When he originally negotiated his contract with Nike, the Dallas Cowboys linebacker specifically requested that they take care of his alma mater, Salmon River High School.
That included new jerseys for the entire football program.
The last time the school purchased jerseys was back in 2004 before Vander Esch was even in high school.
"The [old] ones, they were the stickers and they're peeling off," senior Ethan Shepherd said. "These are definitely an upgrade."
"Grandmas had sewn them together multiple times, we had tape on the inside of the pants to hold the pads in," first-year head coach Ty Medley said. "It was time."
Vander Esch designed them himself, modeling them after Boise State's uniforms.
"He was really involved in the whole process," Medley said. "He wanted to really help out and kind of put his stamp on it."
This fall, the Savages will don a blue set and a white set, each with yellow and blue chevron stripes on the shoulders and pants.
And just like Boise State's uniforms, those stripes symbolize speed.
"We know how young guys are, they want to look good and play good and feel good, that's part of the process and Leighton made that happen for them," Medley said.
"A lot of people would argue that you don't have to look good to play good, but I think when you look at your teammates and they look good, and you look at yourself, and you look good, I think that gives you... more confidence," Shepherd said. "That can be all the difference between completing the pass and [incomplete] it."
"He was able to give them something that even he didn't have access to when he was in school here."
That also includes a modern weight room, complete with a state-of-the-art stereo system and new equipment.
HIGHLIGHTS: Salmon River vs. Notus (2018)
Medley says the old gym was torn up and rusty, with the carpet coming unglued and torn.
"Half the time we'd fix it, we'd go run to the hardware store so we could fix it and use it," Medley said. "We did with what we had and we made it work."
"Before, in the old weight room, we were getting three or four kids was pretty average, but now in the mornings we get anywhere from eight to 10," Medley said.
He says even some of the female athletes get in and use the weight room.
"It's night and day compared to what we used to have," Shepherd said. "I've never even been in a weight room near this nice."
"It's huge. Small schools in general, don't get a lot of new stuff, but between the gym and jerseys and stuff, it's huge for the kids."
Another part of Vander Esch's deal with Nike includes $5,000 per year for the school to use on equipment and jerseys.
And because of that, the money the school would have eventually spent on those items, it can now be shifted elsewhere.
"It's freed up some funds for other things, other stuff that's needed," Medley said. "I think that's the biggest deal is that it makes everything more efficient and we're going a little bit further with what we can do."
According to Leighton's agent Ron Slavin, he's already donated close to $100,000.

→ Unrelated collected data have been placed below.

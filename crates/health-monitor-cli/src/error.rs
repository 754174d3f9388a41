//! Error types for the Health Monitor CLI

use health_monitor_core::{ServiceError, StoreError};
use thiserror::Error;

/// Main error type for CLI operations
#[derive(Error, Debug)]
pub enum CliError {
    /// Invalid input data or arguments
    #[error("Invalid input: {0}")]
    InvalidInput(String),

    /// Configuration file or environment could not be used
    #[error("Configuration error: {0}")]
    Config(String),

    /// Terminal or file I/O failed
    #[error("I/O error: {0}")]
    Io(#[from] std::io::Error),

    /// Input ended while the console was waiting for an answer
    #[error("Input closed")]
    EndOfInput,

    /// A service operation failed
    #[error(transparent)]
    Service(#[from] ServiceError),

    /// Output could not be rendered
    #[error("Serialization error: {0}")]
    Serialization(String),

    /// Internal error
    #[error("Internal error: {0}")]
    Internal(String),
}

impl CliError {
    /// Create an invalid input error
    pub fn invalid_input(msg: impl Into<String>) -> Self {
        CliError::InvalidInput(msg.into())
    }

    /// Create a configuration error
    pub fn config(msg: impl Into<String>) -> Self {
        CliError::Config(msg.into())
    }

    /// Check if this is a user-facing error (vs internal)
    pub fn is_user_error(&self) -> bool {
        match self {
            CliError::InvalidInput(_) | CliError::Config(_) => true,
            CliError::Service(e) => e.is_user_error(),
            _ => false,
        }
    }
}

impl From<StoreError> for CliError {
    fn from(err: StoreError) -> Self {
        CliError::Service(ServiceError::Store(err))
    }
}

impl From<serde_json::Error> for CliError {
    fn from(err: serde_json::Error) -> Self {
        CliError::Serialization(format!("JSON error: {}", err))
    }
}

impl From<serde_yaml::Error> for CliError {
    fn from(err: serde_yaml::Error) -> Self {
        CliError::Serialization(format!("YAML error: {}", err))
    }
}

impl From<toml::de::Error> for CliError {
    fn from(err: toml::de::Error) -> Self {
        CliError::Config(format!("TOML error: {}", err))
    }
}

/// Result type alias for CLI operations
pub type Result<T> = std::result::Result<T, CliError>;
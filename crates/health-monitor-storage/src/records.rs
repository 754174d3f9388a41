//! Health data, reminders and the recommendation audit trail

use chrono::{NaiveDate, Utc};

use health_monitor_core::repository::{
    HealthDataRepository, RecommendationAuditWriter, RecommendationHistory, ReminderRepository,
};
use health_monitor_core::{
    HealthMetrics, HealthRecord, MedicineReminder, NewReminder, RecommendationAuditRecord,
    RecordId, StoreResult,
};

use crate::SledStore;

impl HealthDataRepository for SledStore {
    fn create(&self, user_id: RecordId, metrics: HealthMetrics) -> StoreResult<HealthRecord> {
        let record = HealthRecord {
            id: self.next_id()?,
            user_id,
            metrics,
        };
        self.health.insert(&record)?;
        tracing::debug!(user_id, record_id = record.id, "Stored health record");
        Ok(record)
    }

    fn get(&self, id: RecordId) -> StoreResult<HealthRecord> {
        self.health.get(id)
    }

    fn list_for_user(&self, user_id: RecordId) -> StoreResult<Vec<HealthRecord>> {
        self.health.list(user_id)
    }

    fn update(&self, record: &HealthRecord) -> StoreResult<()> {
        self.health.replace(record)
    }

    fn delete(&self, id: RecordId) -> StoreResult<()> {
        self.health.remove(id)
    }

    fn delete_for_user(&self, user_id: RecordId) -> StoreResult<usize> {
        self.health.remove_for(user_id)
    }
}

impl ReminderRepository for SledStore {
    fn create(
        &self,
        user_id: RecordId,
        reminder: &NewReminder,
        prescribed_by: Option<RecordId>,
    ) -> StoreResult<MedicineReminder> {
        let record = MedicineReminder {
            id: self.next_id()?,
            user_id,
            medicine_name: reminder.medicine_name.clone(),
            dosage: reminder.dosage.clone(),
            schedule: reminder.schedule,
            start_date: reminder.start_date,
            end_date: reminder.end_date,
            prescribed_by,
        };
        self.reminders.insert(&record)?;
        tracing::debug!(user_id, reminder_id = record.id, "Stored reminder");
        Ok(record)
    }

    fn get(&self, id: RecordId) -> StoreResult<MedicineReminder> {
        self.reminders.get(id)
    }

    fn list_for_user(&self, user_id: RecordId) -> StoreResult<Vec<MedicineReminder>> {
        self.reminders.list(user_id)
    }

    fn update(&self, reminder: &MedicineReminder) -> StoreResult<()> {
        self.reminders.replace(reminder)
    }

    fn delete(&self, id: RecordId) -> StoreResult<()> {
        self.reminders.remove(id)
    }

    fn delete_for_user(&self, user_id: RecordId) -> StoreResult<usize> {
        self.reminders.remove_for(user_id)
    }
}

impl RecommendationAuditWriter for SledStore {
    fn record(&self, user_id: RecordId, text: &str, date: NaiveDate) -> StoreResult<()> {
        let record = RecommendationAuditRecord {
            id: self.next_id()?,
            user_id,
            text: text.to_string(),
            date,
            recorded_at: Utc::now(),
        };
        self.recommendations.insert(&record)
    }
}

impl RecommendationHistory for SledStore {
    fn list_for_user(&self, user_id: RecordId) -> StoreResult<Vec<RecommendationAuditRecord>> {
        self.recommendations.list(user_id)
    }
}
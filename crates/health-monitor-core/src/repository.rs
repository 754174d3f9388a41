//! Repository traits
//!
//! One trait per entity. Services and the recommendation evaluator depend on
//! these traits only, never on a concrete store. Implementations return
//! [`StoreError::NotFound`](crate::error::StoreError::NotFound) when a
//! record addressed by id does not exist, and
//! [`StoreError::Unavailable`](crate::error::StoreError::Unavailable) when the
//! store itself failed.
//!
//! All operations are synchronous and blocking.

use chrono::NaiveDate;

use crate::error::StoreResult;
use crate::model::{
    DoctorProfile, HealthMetrics, HealthRecord, MedicineReminder, NewReminder,
    RecommendationAuditRecord, RecordId, User, UserDraft,
};

/// Account storage
pub trait UserRepository: Send + Sync {
    /// Persist a new user. Fails with `Conflict` if the email is taken.
    fn create(&self, draft: UserDraft) -> StoreResult<User>;

    fn get(&self, id: RecordId) -> StoreResult<User>;

    /// Look up by normalized email
    fn find_by_email(&self, email: &str) -> StoreResult<Option<User>>;

    /// Overwrite an existing user. Fails with `Conflict` if the new email is
    /// taken by someone else.
    fn update(&self, user: &User) -> StoreResult<()>;

    fn delete(&self, id: RecordId) -> StoreResult<()>;
}

/// Doctor profiles and the doctor-patient relation
pub trait DoctorRepository: Send + Sync {
    /// Insert or replace the profile for `profile.user_id`
    fn save_profile(&self, profile: &DoctorProfile) -> StoreResult<()>;

    fn profile(&self, user_id: RecordId) -> StoreResult<Option<DoctorProfile>>;

    fn assign_patient(&self, doctor_id: RecordId, patient_id: RecordId) -> StoreResult<()>;

    fn is_assigned(&self, doctor_id: RecordId, patient_id: RecordId) -> StoreResult<bool>;

    /// Patient ids in ascending order
    fn patient_ids(&self, doctor_id: RecordId) -> StoreResult<Vec<RecordId>>;

    /// Drop the profile and every link where the user is doctor or patient
    fn remove_user(&self, user_id: RecordId) -> StoreResult<()>;
}

/// Health metrics storage
pub trait HealthDataRepository: Send + Sync {
    fn create(&self, user_id: RecordId, metrics: HealthMetrics) -> StoreResult<HealthRecord>;

    fn get(&self, id: RecordId) -> StoreResult<HealthRecord>;

    /// Records of one user, oldest first
    fn list_for_user(&self, user_id: RecordId) -> StoreResult<Vec<HealthRecord>>;

    /// The most recently added record of a user
    fn latest_for_user(&self, user_id: RecordId) -> StoreResult<Option<HealthRecord>> {
        Ok(self.list_for_user(user_id)?.pop())
    }

    fn update(&self, record: &HealthRecord) -> StoreResult<()>;

    fn delete(&self, id: RecordId) -> StoreResult<()>;

    /// Remove every record of a user, returning how many were removed
    fn delete_for_user(&self, user_id: RecordId) -> StoreResult<usize>;
}

/// Medication reminder storage
pub trait ReminderRepository: Send + Sync {
    fn create(
        &self,
        user_id: RecordId,
        reminder: &NewReminder,
        prescribed_by: Option<RecordId>,
    ) -> StoreResult<MedicineReminder>;

    fn get(&self, id: RecordId) -> StoreResult<MedicineReminder>;

    /// Reminders of one user, oldest first
    fn list_for_user(&self, user_id: RecordId) -> StoreResult<Vec<MedicineReminder>>;

    fn update(&self, reminder: &MedicineReminder) -> StoreResult<()>;

    fn delete(&self, id: RecordId) -> StoreResult<()>;

    fn delete_for_user(&self, user_id: RecordId) -> StoreResult<usize>;
}

/// Append-only sink for recommendation audit records
pub trait RecommendationAuditWriter: Send + Sync {
    fn record(&self, user_id: RecordId, text: &str, date: NaiveDate) -> StoreResult<()>;
}

/// Read side of the recommendation audit trail
pub trait RecommendationHistory: Send + Sync {
    /// Audit records of one user, oldest first
    fn list_for_user(&self, user_id: RecordId) -> StoreResult<Vec<RecommendationAuditRecord>>;
}
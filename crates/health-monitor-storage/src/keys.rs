//! Key encoding
//!
//! Ids are stored big-endian so that sled's lexicographic key order matches
//! numeric order. Composite keys are two ids back to back, which makes
//! `scan_prefix(first)` return every second id in ascending order.

use health_monitor_core::{RecordId, StoreError, StoreResult};

pub(crate) const ID_LEN: usize = 8;

pub(crate) fn id_key(id: RecordId) -> [u8; ID_LEN] {
    id.to_be_bytes()
}

pub(crate) fn pair_key(first: RecordId, second: RecordId) -> [u8; ID_LEN * 2] {
    let mut key = [0u8; ID_LEN * 2];
    key[..ID_LEN].copy_from_slice(&first.to_be_bytes());
    key[ID_LEN..].copy_from_slice(&second.to_be_bytes());
    key
}

pub(crate) fn decode_id(bytes: &[u8]) -> StoreResult<RecordId> {
    let raw: [u8; ID_LEN] = bytes
        .try_into()
        .map_err(|_| StoreError::Serialization(format!("malformed id key of {} bytes", bytes.len())))?;
    Ok(RecordId::from_be_bytes(raw))
}

/// The second id of a [`pair_key`]
pub(crate) fn decode_pair_suffix(key: &[u8]) -> StoreResult<RecordId> {
    if key.len() != ID_LEN * 2 {
        return Err(StoreError::Serialization(format!(
            "malformed composite key of {} bytes",
            key.len()
        )));
    }
    decode_id(&key[ID_LEN..])
}

#[cfg(test)]
mod tests {
    use super::*;
    use proptest::prelude::*;

    #[test]
    fn test_decode_rejects_wrong_length() {
        assert!(decode_id(&[1, 2, 3]).is_err());
        assert!(decode_pair_suffix(&id_key(4)).is_err());
    }

    #[test]
    fn test_pair_suffix() {
        assert_eq!(decode_pair_suffix(&pair_key(3, 900)).unwrap(), 900);
    }

    proptest! {
        #[test]
        fn prop_key_order_matches_id_order(a in any::<u64>(), b in any::<u64>()) {
            prop_assert_eq!(a.cmp(&b), id_key(a).cmp(&id_key(b)));
            prop_assert_eq!(decode_id(&id_key(a)).unwrap(), a);
        }

        #[test]
        fn prop_pair_keys_group_by_prefix(owner in any::<u64>(), a in any::<u64>(), b in any::<u64>()) {
            let (ka, kb) = (pair_key(owner, a), pair_key(owner, b));
            prop_assert!(ka.starts_with(&id_key(owner)));
            prop_assert_eq!(a.cmp(&b), ka.cmp(&kb));
        }
    }
}
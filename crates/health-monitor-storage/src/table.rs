//! Tables of records owned by a user
//!
//! A [`UserTable`] is a pair of trees: `records` maps id to the JSON record,
//! `by_user` holds one empty-valued `(owner, id)` key per record. Both are
//! written in the same transaction.

use serde::de::DeserializeOwned;
use serde::Serialize;
use sled::transaction::{ConflictableTransactionResult, TransactionalTree, Transactional};
use sled::{Db, Tree};
use std::marker::PhantomData;

use health_monitor_core::{
    HealthRecord, MedicineReminder, RecommendationAuditRecord, RecordId, StoreError, StoreResult,
};

use crate::keys::{decode_pair_suffix, id_key, pair_key};
use crate::{db_err, tx_result};

const EMPTY: &[u8] = &[];

/// A record with an id and an owning user
pub(crate) trait Owned {
    fn id(&self) -> RecordId;
    fn owner(&self) -> RecordId;
}

impl Owned for HealthRecord {
    fn id(&self) -> RecordId {
        self.id
    }
    fn owner(&self) -> RecordId {
        self.user_id
    }
}

impl Owned for MedicineReminder {
    fn id(&self) -> RecordId {
        self.id
    }
    fn owner(&self) -> RecordId {
        self.user_id
    }
}

impl Owned for RecommendationAuditRecord {
    fn id(&self) -> RecordId {
        self.id
    }
    fn owner(&self) -> RecordId {
        self.user_id
    }
}

pub(crate) struct UserTable<T> {
    entity: &'static str,
    records: Tree,
    by_user: Tree,
    _record: PhantomData<fn() -> T>,
}

impl<T> UserTable<T>
where
    T: Owned + Serialize + DeserializeOwned,
{
    pub(crate) fn open(db: &Db, tree: &str, entity: &'static str) -> StoreResult<Self> {
        Ok(Self {
            entity,
            records: db.open_tree(tree).map_err(db_err)?,
            by_user: db.open_tree(format!("{}_by_user", tree)).map_err(db_err)?,
            _record: PhantomData,
        })
    }

    pub(crate) fn insert(&self, record: &T) -> StoreResult<()> {
        let key = id_key(record.id());
        let index = pair_key(record.owner(), record.id());
        let bytes = serde_json::to_vec(record)?;

        tx_result((&self.records, &self.by_user).transaction(
            |(records, by_user)| -> ConflictableTransactionResult<(), StoreError> {
                records.insert(&key[..], bytes.as_slice())?;
                by_user.insert(&index[..], EMPTY)?;
                Ok(())
            },
        ))
    }

    pub(crate) fn get(&self, id: RecordId) -> StoreResult<T> {
        let bytes = self
            .records
            .get(id_key(id))
            .map_err(db_err)?
            .ok_or_else(|| StoreError::not_found(self.entity, id))?;
        Ok(serde_json::from_slice(&bytes)?)
    }

    /// Records of one owner in id order
    pub(crate) fn list(&self, owner: RecordId) -> StoreResult<Vec<T>> {
        let mut out = Vec::new();
        for id in self.ids_for(owner)? {
            match self.get(id) {
                Ok(record) => out.push(record),
                Err(e) if e.is_not_found() => {
                    tracing::warn!(entity = self.entity, id, owner, "Index entry without record");
                }
                Err(e) => return Err(e),
            }
        }
        Ok(out)
    }

    /// Overwrite an existing record, moving its index entry if the owner changed
    pub(crate) fn replace(&self, record: &T) -> StoreResult<()> {
        let previous = self.get(record.id())?;
        let key = id_key(record.id());
        let old_index = pair_key(previous.owner(), record.id());
        let new_index = pair_key(record.owner(), record.id());
        let bytes = serde_json::to_vec(record)?;

        tx_result((&self.records, &self.by_user).transaction(
            |(records, by_user)| -> ConflictableTransactionResult<(), StoreError> {
                records.insert(&key[..], bytes.as_slice())?;
                if old_index != new_index {
                    by_user.remove(&old_index[..])?;
                    by_user.insert(&new_index[..], EMPTY)?;
                }
                Ok(())
            },
        ))
    }

    pub(crate) fn remove(&self, id: RecordId) -> StoreResult<()> {
        let previous = self.get(id)?;
        let pairs = [(id, previous.owner())];
        tx_result((&self.records, &self.by_user).transaction(|(records, by_user)| {
            remove_all(records, by_user, &pairs)
        }))
    }

    /// Remove every record of one owner, returning how many went
    pub(crate) fn remove_for(&self, owner: RecordId) -> StoreResult<usize> {
        let pairs: Vec<(RecordId, RecordId)> = self
            .ids_for(owner)?
            .into_iter()
            .map(|id| (id, owner))
            .collect();
        if pairs.is_empty() {
            return Ok(0);
        }

        tx_result((&self.records, &self.by_user).transaction(|(records, by_user)| {
            remove_all(records, by_user, &pairs)
        }))?;
        Ok(pairs.len())
    }

    fn ids_for(&self, owner: RecordId) -> StoreResult<Vec<RecordId>> {
        self.by_user
            .scan_prefix(id_key(owner))
            .keys()
            .map(|key| decode_pair_suffix(&key.map_err(db_err)?))
            .collect()
    }
}

fn remove_all(
    records: &TransactionalTree,
    by_user: &TransactionalTree,
    pairs: &[(RecordId, RecordId)],
) -> ConflictableTransactionResult<(), StoreError> {
    for &(id, owner) in pairs {
        records.remove(&id_key(id)[..])?;
        by_user.remove(&pair_key(owner, id)[..])?;
    }
    Ok(())
}
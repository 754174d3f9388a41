//! Threshold rules
//!
//! Each rule looks at one metric of a snapshot and produces at most one
//! advisory. Comparisons are strict: a value equal to a threshold is normal.

use super::{Advisory, AdvisoryKind};
use crate::model::HealthMetricsSnapshot;

/// Lower bound of the normal resting heart rate (bpm)
pub const MIN_HEART_RATE: i32 = 60;
/// Upper bound of the normal resting heart rate (bpm)
pub const MAX_HEART_RATE: i32 = 100;
/// Daily step goal
pub const MIN_STEPS: i32 = 10_000;
/// Daily water goal (ounces)
pub const MIN_WATER_INTAKE: f64 = 64.0;
/// Nightly sleep goal (hours)
pub const MIN_HOURS_SLEEP: f64 = 7.0;

pub const LOW_HEART_RATE_ADVICE: &str = "Your heart rate is lower than the recommended range. \
    Consider increasing your physical activity to improve your cardiovascular health.";

pub const HIGH_HEART_RATE_ADVICE: &str = "Your heart rate is higher than the recommended range. \
    Consider reducing stress and incorporating relaxation techniques.";

pub const STEPS_ADVICE: &str = "You're not reaching the recommended daily step count of 10,000 steps. \
    Try to incorporate more walking or other physical activities into your daily routine.";

pub const WATER_ADVICE: &str = "You haven't reached the recommended daily water intake of 64 ounces. \
    Consider increasing your water intake for better hydration.";

pub const ALL_CLEAR_ADVICE: &str = "No recommendations at this time. You're doing great!";

/// Sleep advice embeds the threshold, formatted with one decimal
pub fn sleep_advice() -> String {
    format!(
        "You're not getting enough sleep. Aim for at least {:.1} hours of sleep per night for better performance.",
        MIN_HOURS_SLEEP
    )
}

/// A single recommendation rule
pub trait HealthRule: Send + Sync {
    /// Rule identifier
    fn id(&self) -> &str;

    /// Rule name
    fn name(&self) -> &str;

    /// Evaluate the snapshot, returning the advisory if the rule fires
    fn evaluate(&self, snapshot: &HealthMetricsSnapshot) -> Option<Advisory>;
}

/// Flags a resting heart rate outside `[MIN_HEART_RATE, MAX_HEART_RATE]`.
/// Low and high are mutually exclusive.
pub struct HeartRateRule;

impl HealthRule for HeartRateRule {
    fn id(&self) -> &str {
        "heart_rate"
    }

    fn name(&self) -> &str {
        "Heart Rate Range"
    }

    fn evaluate(&self, snapshot: &HealthMetricsSnapshot) -> Option<Advisory> {
        if snapshot.heart_rate < MIN_HEART_RATE {
            Some(Advisory::new(AdvisoryKind::LowHeartRate, LOW_HEART_RATE_ADVICE))
        } else if snapshot.heart_rate > MAX_HEART_RATE {
            Some(Advisory::new(AdvisoryKind::HighHeartRate, HIGH_HEART_RATE_ADVICE))
        } else {
            None
        }
    }
}

/// Flags a step count under the daily goal
pub struct StepsRule;

impl HealthRule for StepsRule {
    fn id(&self) -> &str {
        "steps"
    }

    fn name(&self) -> &str {
        "Daily Steps"
    }

    fn evaluate(&self, snapshot: &HealthMetricsSnapshot) -> Option<Advisory> {
        (snapshot.steps < MIN_STEPS).then(|| Advisory::new(AdvisoryKind::LowSteps, STEPS_ADVICE))
    }
}

/// Flags water intake under the daily goal
pub struct WaterIntakeRule;

impl HealthRule for WaterIntakeRule {
    fn id(&self) -> &str {
        "water_intake"
    }

    fn name(&self) -> &str {
        "Water Intake"
    }

    fn evaluate(&self, snapshot: &HealthMetricsSnapshot) -> Option<Advisory> {
        (snapshot.water_intake_oz < MIN_WATER_INTAKE)
            .then(|| Advisory::new(AdvisoryKind::LowWaterIntake, WATER_ADVICE))
    }
}

/// Flags sleep under the nightly goal
pub struct SleepRule;

impl HealthRule for SleepRule {
    fn id(&self) -> &str {
        "sleep"
    }

    fn name(&self) -> &str {
        "Hours of Sleep"
    }

    fn evaluate(&self, snapshot: &HealthMetricsSnapshot) -> Option<Advisory> {
        (snapshot.hours_of_sleep < MIN_HOURS_SLEEP)
            .then(|| Advisory::new(AdvisoryKind::LowSleep, sleep_advice()))
    }
}

/// The rules in evaluation order
pub fn default_rules() -> Vec<Box<dyn HealthRule>> {
    vec![
        Box::new(HeartRateRule),
        Box::new(StepsRule),
        Box::new(WaterIntakeRule),
        Box::new(SleepRule),
    ]
}
//! Application services
//!
//! Each service owns the repository handles it needs and takes the caller's
//! [`Session`](crate::session::Session) explicitly. [`HealthMonitor`] bundles
//! them for the front end.

pub mod accounts;
pub mod doctor;
pub mod health_data;
pub mod recommendations;
pub mod reminders;

pub use accounts::AccountService;
pub use doctor::DoctorPortal;
pub use health_data::HealthDataService;
pub use recommendations::{Recommendation, RecommendationService};
pub use reminders::ReminderService;

use std::sync::Arc;

use crate::repository::{
    DoctorRepository, HealthDataRepository, RecommendationAuditWriter, RecommendationHistory,
    ReminderRepository, UserRepository,
};

/// Repository handles shared by the services
#[derive(Clone)]
pub struct Repositories {
    pub users: Arc<dyn UserRepository>,
    pub doctors: Arc<dyn DoctorRepository>,
    pub health: Arc<dyn HealthDataRepository>,
    pub reminders: Arc<dyn ReminderRepository>,
    pub audit: Arc<dyn RecommendationAuditWriter>,
    pub history: Arc<dyn RecommendationHistory>,
}

impl Repositories {
    /// Use one store that implements every repository trait
    pub fn from_store<S>(store: Arc<S>) -> Self
    where
        S: UserRepository
            + DoctorRepository
            + HealthDataRepository
            + ReminderRepository
            + RecommendationAuditWriter
            + RecommendationHistory
            + 'static,
    {
        Self {
            users: store.clone(),
            doctors: store.clone(),
            health: store.clone(),
            reminders: store.clone(),
            audit: store.clone(),
            history: store,
        }
    }
}

/// All services over one set of repositories
pub struct HealthMonitor {
    accounts: AccountService,
    health_data: HealthDataService,
    recommendations: RecommendationService,
    reminders: ReminderService,
    doctors: DoctorPortal,
}

impl HealthMonitor {
    pub fn new(repos: Repositories) -> Self {
        Self {
            accounts: AccountService::new(&repos),
            health_data: HealthDataService::new(&repos),
            recommendations: RecommendationService::new(&repos),
            reminders: ReminderService::new(&repos),
            doctors: DoctorPortal::new(&repos),
        }
    }

    pub fn accounts(&self) -> &AccountService {
        &self.accounts
    }

    pub fn health_data(&self) -> &HealthDataService {
        &self.health_data
    }

    pub fn recommendations(&self) -> &RecommendationService {
        &self.recommendations
    }

    pub fn reminders(&self) -> &ReminderService {
        &self.reminders
    }

    pub fn doctors(&self) -> &DoctorPortal {
        &self.doctors
    }
}
//! Health Monitor Storage
//!
//! Embedded storage for Health Monitor on top of [sled]. A single
//! [`SledStore`] implements every repository trait from
//! `health_monitor_core::repository`, so it can back all services at once:
//!
//! ```rust,no_run
//! use std::sync::Arc;
//! use health_monitor_core::{HealthMonitor, Repositories};
//! use health_monitor_storage::SledStore;
//!
//! let store = Arc::new(SledStore::open("./health-monitor-data")?);
//! let monitor = HealthMonitor::new(Repositories::from_store(store));
//! # Ok::<(), health_monitor_core::StoreError>(())
//! ```
//!
//! ## Layout
//!
//! | Tree | Key | Value |
//! |------|-----|-------|
//! | `users` | user id | JSON [`User`](health_monitor_core::User) |
//! | `users_by_email` | normalized email | user id |
//! | `doctor_profiles` | user id | JSON profile |
//! | `doctor_patients` | doctor id, patient id | empty |
//! | `patient_doctors` | patient id, doctor id | empty |
//! | `health_data`, `reminders`, `recommendations` | record id | JSON record |
//! | `<table>_by_user` | owner id, record id | empty |
//!
//! Ids come from sled's monotonic id generator and are shared by all trees,
//! so a higher id always means a later insert.

mod accounts;
mod keys;
mod records;
mod table;

use sled::transaction::{TransactionError, TransactionResult};
use sled::{Db, Tree};
use std::fmt;
use std::path::Path;

use health_monitor_core::{
    HealthRecord, MedicineReminder, RecommendationAuditRecord, RecordId, StoreError, StoreResult,
};

use table::UserTable;

/// sled-backed implementation of every repository trait
pub struct SledStore {
    db: Db,
    users: Tree,
    users_by_email: Tree,
    doctor_profiles: Tree,
    doctor_patients: Tree,
    patient_doctors: Tree,
    health: UserTable<HealthRecord>,
    reminders: UserTable<MedicineReminder>,
    recommendations: UserTable<RecommendationAuditRecord>,
}

impl SledStore {
    /// Open (or create) a store in the given directory
    pub fn open(path: impl AsRef<Path>) -> StoreResult<Self> {
        let path = path.as_ref();
        let db = sled::open(path).map_err(db_err)?;
        tracing::info!(path = %path.display(), "Opened data store");
        Self::from_db(db)
    }

    /// A store that lives only as long as this value
    pub fn temporary() -> StoreResult<Self> {
        let db = sled::Config::new().temporary(true).open().map_err(db_err)?;
        tracing::debug!("Opened temporary data store");
        Self::from_db(db)
    }

    fn from_db(db: Db) -> StoreResult<Self> {
        Ok(Self {
            users: db.open_tree("users").map_err(db_err)?,
            users_by_email: db.open_tree("users_by_email").map_err(db_err)?,
            doctor_profiles: db.open_tree("doctor_profiles").map_err(db_err)?,
            doctor_patients: db.open_tree("doctor_patients").map_err(db_err)?,
            patient_doctors: db.open_tree("patient_doctors").map_err(db_err)?,
            health: UserTable::open(&db, "health_data", "health record")?,
            reminders: UserTable::open(&db, "reminders", "reminder")?,
            recommendations: UserTable::open(&db, "recommendations", "recommendation")?,
            db,
        })
    }

    /// Write all pending changes to disk
    pub fn flush(&self) -> StoreResult<()> {
        self.db.flush().map_err(db_err)?;
        Ok(())
    }

    fn next_id(&self) -> StoreResult<RecordId> {
        // sled starts at 0; keep 0 free so ids read like row numbers
        Ok(self.db.generate_id().map_err(db_err)? + 1)
    }
}

impl fmt::Debug for SledStore {
    fn fmt(&self, f: &mut fmt::Formatter<'_>) -> fmt::Result {
        f.debug_struct("SledStore")
            .field("users", &self.users.len())
            .field("size_on_disk", &self.db.size_on_disk().ok())
            .finish_non_exhaustive()
    }
}

pub(crate) fn db_err(err: sled::Error) -> StoreError {
    StoreError::unavailable(err.to_string())
}

pub(crate) fn tx_result<T>(result: TransactionResult<T, StoreError>) -> StoreResult<T> {
    result.map_err(|e| match e {
        TransactionError::Abort(e) => e,
        TransactionError::Storage(e) => db_err(e),
    })
}
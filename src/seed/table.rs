use std::collections::HashSet;

use crate::extraction::ExtractionTable;

fn escape(cell: &str) -> String {
    cell.replace('&', "&amp;")
        .replace('<', "&lt;")
        .replace('>', "&gt;")
        .replace('"', "&quot;")
}

/// Renders extracted table cells as HTML. The first row becomes the header.
pub fn table_to_html(values: &[Vec<String>]) -> Option<String> {
    let (header, rows) = values.split_first()?;

    let mut html = String::from("<table><thead><tr>");
    for cell in header {
        html.push_str(&format!("<th>{}</th>", escape(cell)));
    }
    html.push_str("</tr></thead>");

    if !rows.is_empty() {
        html.push_str("<tbody>");
        for row in rows {
            html.push_str("<tr>");
            for cell in row {
                html.push_str(&format!("<td>{}</td>", escape(cell)));
            }
            html.push_str("</tr>");
        }
        html.push_str("</tbody>");
    }

    html.push_str("</table>");
    Some(html)
}

/// Tables printed on any of the given pages, in document order.
pub fn tables_for_pages<'a>(
    tables: &'a [ExtractionTable],
    page_numbers: &[u32],
) -> Vec<&'a ExtractionTable> {
    if page_numbers.is_empty() {
        return Vec::new();
    }

    let pages: HashSet<u32> = page_numbers.iter().copied().collect();
    tables
        .iter()
        .filter(|t| pages.contains(&t.page_number))
        .collect()
}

"It's pretty amazing to stick that hand out and help somebody out when you've got the chance," Medley said.
In his rookie season, Vander Esch logged 176 tackles, the most by a Cowboy rookie in 41 years.
He also had two interceptions, 111 solo tackles, two tackles-for-loss, started 13 games and was named to the 2019 Pro Bowl.
Dallas opens their season at home against the New York Giants on Sunday, September 8.